Set down a word-for-word copy of the data below, limited to the lines from the first through the line with "Empty, unparseable or".
·····
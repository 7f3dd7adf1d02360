//! Hardware subsystems that can be snapshotted.

use crate::{Error, Result};
use serde::Serialize;
use std::str::FromStr;

/// A hardware subsystem with its own field set.
#[derive(Debug, Clone, Copy, PartialEq, Eq, Hash, Default, Serialize)]
#[serde(rename_all = "lowercase")]
pub enum Subsystem {
    /// CPU frequencies, governor, temperature and core count.
    #[default]
    Cpu,
    /// GPU frequencies.
    Gpu,
}

impl Subsystem {
    /// All subsystems, in acquisition order.
    pub const ALL: [Subsystem; 2] = [Subsystem::Cpu, Subsystem::Gpu];

    /// Frequency unit the kernel reports for this subsystem, in Hz.
    ///
    /// cpufreq reports kHz, GPU devfreq/kgsl nodes report Hz.
    pub fn frequency_scale(&self) -> i64 {
        match self {
            Subsystem::Cpu => 1_000,
            Subsystem::Gpu => 1,
        }
    }

    /// Formats a raw frequency as whole MHz, e.g. `"1400 MHz"`.
    ///
    /// Empty, unparseable or negative input yields `None`.
    pub fn to_mhz(&self, raw: &str) -> Option<String> {
        let value = raw.trim().parse::<i64>().ok().filter(|v| *v >= 0)?;
        let hz = value.checked_mul(self.frequency_scale())?;
        Some(format!("{} MHz", hz / 1_000_000))
    }
}

impl FromStr for Subsystem {
    type Err = Error;

    fn from_str(s: &str) -> Result<Self> {
        match s.trim().to_lowercase().as_str() {
            "cpu" => Ok(Subsystem::Cpu),
            "gpu" => Ok(Subsystem::Gpu),
            _ => Err(Error::InvalidSubsystem(s.to_string())),
        }
    }
}

impl std::fmt::Display for Subsystem {
    fn fmt(&self, f: &mut std::fmt::Formatter<'_>) -> std::fmt::Result {
        match self {
            Subsystem::Cpu => write!(f, "cpu"),
            Subsystem::Gpu => write!(f, "gpu"),
        }
    }
}

#[cfg(test)]
mod tests {
    use super::*;

    #[test]
    fn test_from_str() {
        assert_eq!("cpu".parse::<Subsystem>().unwrap(), Subsystem::Cpu);
        assert_eq!(" GPU ".parse::<Subsystem>().unwrap(), Subsystem::Gpu);
        assert!(matches!(
            "npu".parse::<Subsystem>(),
            Err(Error::InvalidSubsystem(_))
        ));
    }

    #[test]
    fn test_display_roundtrip() {
        for subsystem in Subsystem::ALL {
            assert_eq!(
                subsystem.to_string().parse::<Subsystem>().unwrap(),
                subsystem
            );
        }
    }

    #[test]
    fn test_frequency_scale() {
        assert_eq!(Subsystem::Cpu.frequency_scale(), 1_000);
        assert_eq!(Subsystem::Gpu.frequency_scale(), 1);
    }

    #[test]
    fn test_to_mhz() {
        assert_eq!(Subsystem::Cpu.to_mhz("1400000").as_deref(), Some("1400 MHz"));
        assert_eq!(Subsystem::Gpu.to_mhz("450000000").as_deref(), Some("450 MHz"));
        assert_eq!(Subsystem::Cpu.to_mhz(""), None);
        assert_eq!(Subsystem::Cpu.to_mhz("fast"), None);
        assert_eq!(Subsystem::Cpu.to_mhz("-1"), None);
    }
}
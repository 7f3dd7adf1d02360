//! Pseudo-file path table.
//!
//! Pure formatting: an out-of-range core index yields a path that simply
//! fails to read later.

/// Kernel identity.
pub const PATH_PROC_VERSION: &str = "/proc/version";
/// Processor identity.
pub const PATH_PROC_CPUINFO: &str = "/proc/cpuinfo";
/// Memory counters.
pub const PATH_PROC_MEMINFO: &str = "/proc/meminfo";

/// Root of the CPU topology tree.
pub const PATH_CPU_BASE: &str = "/sys/devices/system/cpu";
/// Present cores as a range list, e.g. `0-7`.
pub const PATH_CPU_PRESENT: &str = "/sys/devices/system/cpu/present";
/// Default thermal zone (millidegrees Celsius).
pub const PATH_TEMPERATURE: &str = "/sys/class/thermal/thermal_zone0/temp";

/// Directory of a single core.
pub fn core_base(core: usize) -> String {
    format!("{}/cpu{}", PATH_CPU_BASE, core)
}

/// cpufreq directory of a single core.
pub fn core_cpufreq(core: usize) -> String {
    format!("{}/cpufreq", core_base(core))
}

pub fn freq_available(core: usize) -> String {
    format!("{}/scaling_available_frequencies", core_cpufreq(core))
}

pub fn freq_current(core: usize) -> String {
    format!("{}/scaling_cur_freq", core_cpufreq(core))
}

pub fn freq_max(core: usize) -> String {
    format!("{}/scaling_max_freq", core_cpufreq(core))
}

pub fn freq_min(core: usize) -> String {
    format!("{}/scaling_min_freq", core_cpufreq(core))
}

pub fn governor(core: usize) -> String {
    format!("{}/scaling_governor", core_cpufreq(core))
}

pub fn governors_available(core: usize) -> String {
    format!("{}/scaling_available_governors", core_cpufreq(core))
}

/// I/O scheduler selector of a block device.
pub fn block_scheduler(device: &str) -> String {
    format!("/sys/block/{}/queue/scheduler", device)
}

/// Read-ahead size of a block device, in KiB.
pub fn block_read_ahead(device: &str) -> String {
    format!("/sys/block/{}/queue/read_ahead_kb", device)
}

/// Device directory of the first eMMC.
pub const PATH_EMMC_DEVICE: &str = "/sys/class/block/mmcblk0/device";

/// An attribute file of the first eMMC, e.g. `cid` or `manfid`.
pub fn emmc_attribute(name: &str) -> String {
    format!("{}/{}", PATH_EMMC_DEVICE, name)
}

#[cfg(test)]
mod tests {
    use super::*;

    #[test]
    fn test_core_paths() {
        assert_eq!(
            freq_current(0),
            "/sys/devices/system/cpu/cpu0/cpufreq/scaling_cur_freq"
        );
        assert_eq!(
            freq_max(3),
            "/sys/devices/system/cpu/cpu3/cpufreq/scaling_max_freq"
        );
        assert_eq!(
            freq_min(7),
            "/sys/devices/system/cpu/cpu7/cpufreq/scaling_min_freq"
        );
        assert_eq!(
            freq_available(1),
            "/sys/devices/system/cpu/cpu1/cpufreq/scaling_available_frequencies"
        );
        assert_eq!(
            governor(2),
            "/sys/devices/system/cpu/cpu2/cpufreq/scaling_governor"
        );
        assert_eq!(
            governors_available(0),
            "/sys/devices/system/cpu/cpu0/cpufreq/scaling_available_governors"
        );
    }

    #[test]
    fn test_large_index_is_just_formatted() {
        assert_eq!(core_base(4096), "/sys/devices/system/cpu/cpu4096");
    }

    #[test]
    fn test_block_paths() {
        assert_eq!(
            block_scheduler("mmcblk0"),
            "/sys/block/mmcblk0/queue/scheduler"
        );
        assert_eq!(
            block_read_ahead("sda"),
            "/sys/block/sda/queue/read_ahead_kb"
        );
    }
}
·····
## Written reply
repository 7f3dd7adf1d02360
//! Hardware subsystems that can be snapshotted.

use crate::{Error, Result};
use serde::Serialize;
use std::str::FromStr;

/// A hardware subsystem with its own field set.
#[derive(Debug, Clone, Copy, PartialEq, Eq, Hash, Default, Serialize)]
#[serde(rename_all = "lowercase")]
pub enum Subsystem {
    /// CPU frequencies, governor, temperature and core count.
    #[default]
    Cpu,
    /// GPU frequencies.
    Gpu,
}

impl Subsystem {
    /// All subsystems, in acquisition order.
    pub const ALL: [Subsystem; 2] = [Subsystem::Cpu, Subsystem::Gpu];

    /// Frequency unit the kernel reports for this subsystem, in Hz.
    ///
    /// cpufreq reports kHz, GPU devfreq/kgsl nodes report Hz.
    pub fn frequency_scale(&self) -> i64 {
        match self {
            Subsystem::Cpu => 1_000,
            Subsystem::Gpu => 1,
        }
    }

    /// Formats a raw frequency as whole MHz, e.g. `"1400 MHz"`.
    ///
    /// Empty, unparseable or negative input yields `None`.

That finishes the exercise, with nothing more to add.